The 2006 laws set a requirement for police to open cases within 30 days of receiving the complaint. “Without this strict timeframe… it would be worse,” said Yvette Kabuo, assistant lawyer at the legal clinic of the Panzi Hospital. “Judicial staff wouldn’t do anything for years.”

The burden of proving allegations that do go forward usually falls on the survivor alone. Magistrates often wrongly demand a medical certificate as proof before they will register a complaint, according to Epiphane Zoro, a magistrate working with UNJHRO. Even though it is illegal, magistrates also demand fees to prepare cases, and to ensure that they progress. Claims of indigence require a certificate, which must be paid for.

Magistrates and security forces are also hesitant to investigate perpetrators in influential positions. When cases do go to court, judicial decisions are sometimes twisted by corruption so that the guilty may buy their freedom. The ease with which suspects bribe or escape their way out of custody leaves survivors even more afraid to testify for fear of reprisal.

Kabuo, the Panzi hospital lawyer, said the problems lay more with the judicial system than the law. “Our programme here had to be put on hold for months because there was no magistrate in the jurisdiction. In 2008, only 10 perpetrators were arrested out of the 49 cases presented.”

The Minister of Justice has said he would recruit 2,000 additional magistrates, but has yet to do so.

Recommendations

Given the lack of confidence in the judicial system, many survivors choose to handle sexual assault allegations at the family level. This allows them to avoid the shame and stigma of publicity. But it also means some survivors must marry their rapists. “The traditional chief of the village or family sees the marriage of a young girl to her aggressor as a kind of reparation,” explained Zoro. “Even the victim sometimes shares the same wish. She prefers this solution to dishonour, and the impossibility of marrying afterward since she is no longer a virgin.”

A round-table discussion was held in Goma in early May to evaluate the implementation of the 2006 laws and to advocate to the government on how to better enforce them.
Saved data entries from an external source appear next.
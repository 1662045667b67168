//! Module `file_ops`
//!
//! Byte pumps between a data connection and a local reader or writer,
//! with ASCII translation for text transfers.

use std::time::Duration;

use log::debug;
use tokio::io::{AsyncRead, AsyncReadExt, AsyncWrite, AsyncWriteExt};

use crate::error::{FtpError, TimeoutError};
use crate::transfer::TransferType;
use crate::transfer::translate::{AsciiDecoder, AsciiEncoder, LineEnding};

/// Copies the data connection into `writer` until EOF.
///
/// Each read on the data connection is bounded by `idle`. Returns the
/// number of bytes read from the data connection.
pub async fn receive<D, W>(
    data: &mut D,
    writer: &mut W,
    transfer_type: TransferType,
    buffer_size: usize,
    idle: Duration,
) -> Result<u64, FtpError>
where
    D: AsyncRead + Unpin,
    W: AsyncWrite + Unpin,
{
    let mut buffer = vec![0u8; buffer_size];
    let mut translated = Vec::new();
    let mut decoder = AsciiDecoder::new(LineEnding::native());
    let mut total = 0u64;

    loop {
        let n = match tokio::time::timeout(idle, data.read(&mut buffer)).await {
            Ok(r) => r?,
            Err(_) => return Err(TimeoutError::DataIdle(idle).into()),
        };
        if n == 0 {
            break;
        }
        total += n as u64;

        match transfer_type {
            TransferType::Binary => writer.write_all(&buffer[..n]).await?,
            TransferType::Text => {
                translated.clear();
                decoder.decode(&buffer[..n], &mut translated);
                writer.write_all(&translated).await?;
            }
        }
    }

    if transfer_type == TransferType::Text {
        translated.clear();
        decoder.finish(&mut translated);
        writer.write_all(&translated).await?;
    }
    writer.flush().await?;

    debug!("Received {total} bytes on data connection");
    Ok(total)
}

/// Copies `reader` onto the data connection, then shuts it down to signal
/// EOF. Returns the number of bytes written to the data connection.
pub async fn send<R, D>(
    reader: &mut R,
    data: &mut D,
    transfer_type: TransferType,
    buffer_size: usize,
    idle: Duration,
) -> Result<u64, FtpError>
where
    R: AsyncRead + Unpin,
    D: AsyncWrite + Unpin,
{
    let mut buffer = vec![0u8; buffer_size];
    let mut translated = Vec::new();
    let mut encoder = AsciiEncoder::new();
    let mut total = 0u64;

    loop {
        let n = reader.read(&mut buffer).await?;
        if n == 0 {
            break;
        }

        let payload = match transfer_type {
            TransferType::Binary => &buffer[..n],
            TransferType::Text => {
                translated.clear();
                encoder.encode(&buffer[..n], &mut translated);
                &translated[..]
            }
        };

        match tokio::time::timeout(idle, data.write_all(payload)).await {
            Ok(r) => r?,
            Err(_) => return Err(TimeoutError::DataIdle(idle).into()),
        }
        total += payload.len() as u64;
    }

    match tokio::time::timeout(idle, data.shutdown()).await {
        Ok(r) => r?,
        Err(_) => return Err(TimeoutError::DataIdle(idle).into()),
    }

    debug!("Sent {total} bytes on data connection");
    Ok(total)
}
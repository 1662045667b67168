//! Storage operations
//!
//! Remote file management commands that need no data connection.

use log::info;

use crate::error::{FtpError, ProtocolError};
use crate::protocol::responses::{FILE_ACTION_OK, FILE_NOT_FOUND, FILE_STATUS, PENDING_FURTHER_INFO};
use crate::protocol::{Command, Reply};
use crate::session::Session;

/// Deletes a remote file
pub async fn delete_file(session: &mut Session, path: &str) -> Result<(), FtpError> {
    session.require_logged_in("delete")?;

    let reply = session.command(Command::Dele(path.to_string())).await?;
    if reply.code() != FILE_ACTION_OK {
        return Err(ProtocolError::unexpected("DELE", &reply).into());
    }
    info!("Deleted {path}");
    Ok(())
}

/// Renames a remote file with RNFR followed by RNTO
pub async fn rename_file(session: &mut Session, from: &str, to: &str) -> Result<(), FtpError> {
    session.require_logged_in("rename")?;

    let reply = session.command(Command::Rnfr(from.to_string())).await?;
    if reply.code() != PENDING_FURTHER_INFO {
        return Err(ProtocolError::unexpected("RNFR", &reply).into());
    }

    let reply = session.command(Command::Rnto(to.to_string())).await?;
    if reply.code() != FILE_ACTION_OK {
        return Err(ProtocolError::unexpected("RNTO", &reply).into());
    }
    info!("Renamed {from} to {to}");
    Ok(())
}

/// Size of a remote file in bytes, `None` if the server reports it missing.
///
/// The size is that of the current representation type.
pub async fn file_size(session: &mut Session, path: &str) -> Result<Option<u64>, FtpError> {
    session.require_logged_in("size")?;

    let reply = session.command(Command::Size(path.to_string())).await?;
    match reply.code() {
        FILE_STATUS => {
            let text = reply.text().trim();
            let size = text
                .parse::<u64>()
                .map_err(|_| ProtocolError::InvalidSizeReply(text.to_string()))?;
            Ok(Some(size))
        }
        FILE_NOT_FOUND => Ok(None),
        _ => Err(ProtocolError::unexpected("SIZE", &reply).into()),
    }
}

/// Sends a server specific SITE command
pub async fn site_command(session: &mut Session, args: &str) -> Result<Reply, FtpError> {
    session.require_logged_in("site")?;

    let reply = session.command(Command::Site(args.to_string())).await?;
    if !reply.is_completion() {
        return Err(ProtocolError::unexpected("SITE", &reply).into());
    }
    Ok(reply)
}
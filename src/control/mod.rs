//! Control connection
//!
//! Owns the command connection to the server and pairs every command with
//! its reply.

mod channel;

pub use channel::ControlChannel;
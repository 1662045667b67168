//! Utility functions
//!
//! Provides logging and network helpers.

pub mod logging;
pub mod network;
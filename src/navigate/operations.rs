//! Navigation operations implementation

use log::debug;

use crate::error::{FtpError, ProtocolError};
use crate::protocol::responses::{FILE_ACTION_OK, PATH_CREATED};
use crate::protocol::{Command, Reply};
use crate::session::Session;

/// Changes the remote working directory and returns the new one.
pub async fn change_directory(session: &mut Session, path: &str) -> Result<String, FtpError> {
    session.require_logged_in("chdir")?;

    let reply = session.command(Command::Cwd(path.to_string())).await?;
    if !reply.is_completion() {
        return Err(ProtocolError::unexpected("CWD", &reply).into());
    }
    print_working_directory(session).await
}

/// Moves to the parent directory and returns the new working directory.
pub async fn change_to_parent(session: &mut Session) -> Result<String, FtpError> {
    session.require_logged_in("cdup")?;

    let reply = session.command(Command::Cdup).await?;
    if !reply.is_completion() {
        return Err(ProtocolError::unexpected("CDUP", &reply).into());
    }
    print_working_directory(session).await
}

pub async fn print_working_directory(session: &mut Session) -> Result<String, FtpError> {
    session.require_logged_in("pwd")?;

    let reply = session.command(Command::Pwd).await?;
    if reply.code() != PATH_CREATED {
        return Err(ProtocolError::unexpected("PWD", &reply).into());
    }

    let path = parse_pwd_reply(&reply)?;
    debug!("Remote working directory is {path}");
    Ok(path)
}

/// Creates a remote directory and returns the path reported by the server.
pub async fn make_directory(session: &mut Session, path: &str) -> Result<String, FtpError> {
    session.require_logged_in("mkdir")?;

    let reply = session.command(Command::Mkd(path.to_string())).await?;
    if reply.code() != PATH_CREATED {
        return Err(ProtocolError::unexpected("MKD", &reply).into());
    }
    // not every server quotes the created path
    Ok(parse_pwd_reply(&reply).unwrap_or_else(|_| path.to_string()))
}

pub async fn remove_directory(session: &mut Session, path: &str) -> Result<(), FtpError> {
    session.require_logged_in("rmdir")?;

    let reply = session.command(Command::Rmd(path.to_string())).await?;
    if reply.code() != FILE_ACTION_OK {
        return Err(ProtocolError::unexpected("RMD", &reply).into());
    }
    Ok(())
}

/// Extracts the quoted path of a 257 reply; `""` inside the quotes
/// stands for a literal `"`.
pub fn parse_pwd_reply(reply: &Reply) -> Result<String, ProtocolError> {
    let text = reply.text();
    let invalid = || ProtocolError::InvalidPathReply(text.to_string());

    let start = text.find('"').ok_or_else(invalid)?;
    let mut path = String::new();
    let mut chars = text[start + 1..].chars().peekable();

    while let Some(c) = chars.next() {
        if c == '"' {
            if chars.peek() == Some(&'"') {
                chars.next();
                path.push('"');
            } else {
                return Ok(path);
            }
        } else {
            path.push(c);
        }
    }

    Err(invalid())
}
Recommendations included reinforcing sentencing by freezing perpetrators’ assets and creating an aid fund for survivors. The definitions of forced marriage, rape, and sexual harassment also needed revision.

The international community, keenly aware of the problems of SGBV in the DRC, is committed to seeing an end to impunity through increased judicial strength and awareness. “The professionalisation of the national security services and strengthening of the judiciary are essential for human rights, humanitarian access and the protection of civilians,” said UN Secretary-General Ban Ki-moon in an 18 May address to the Security Council. “The cycle of impunity must end.”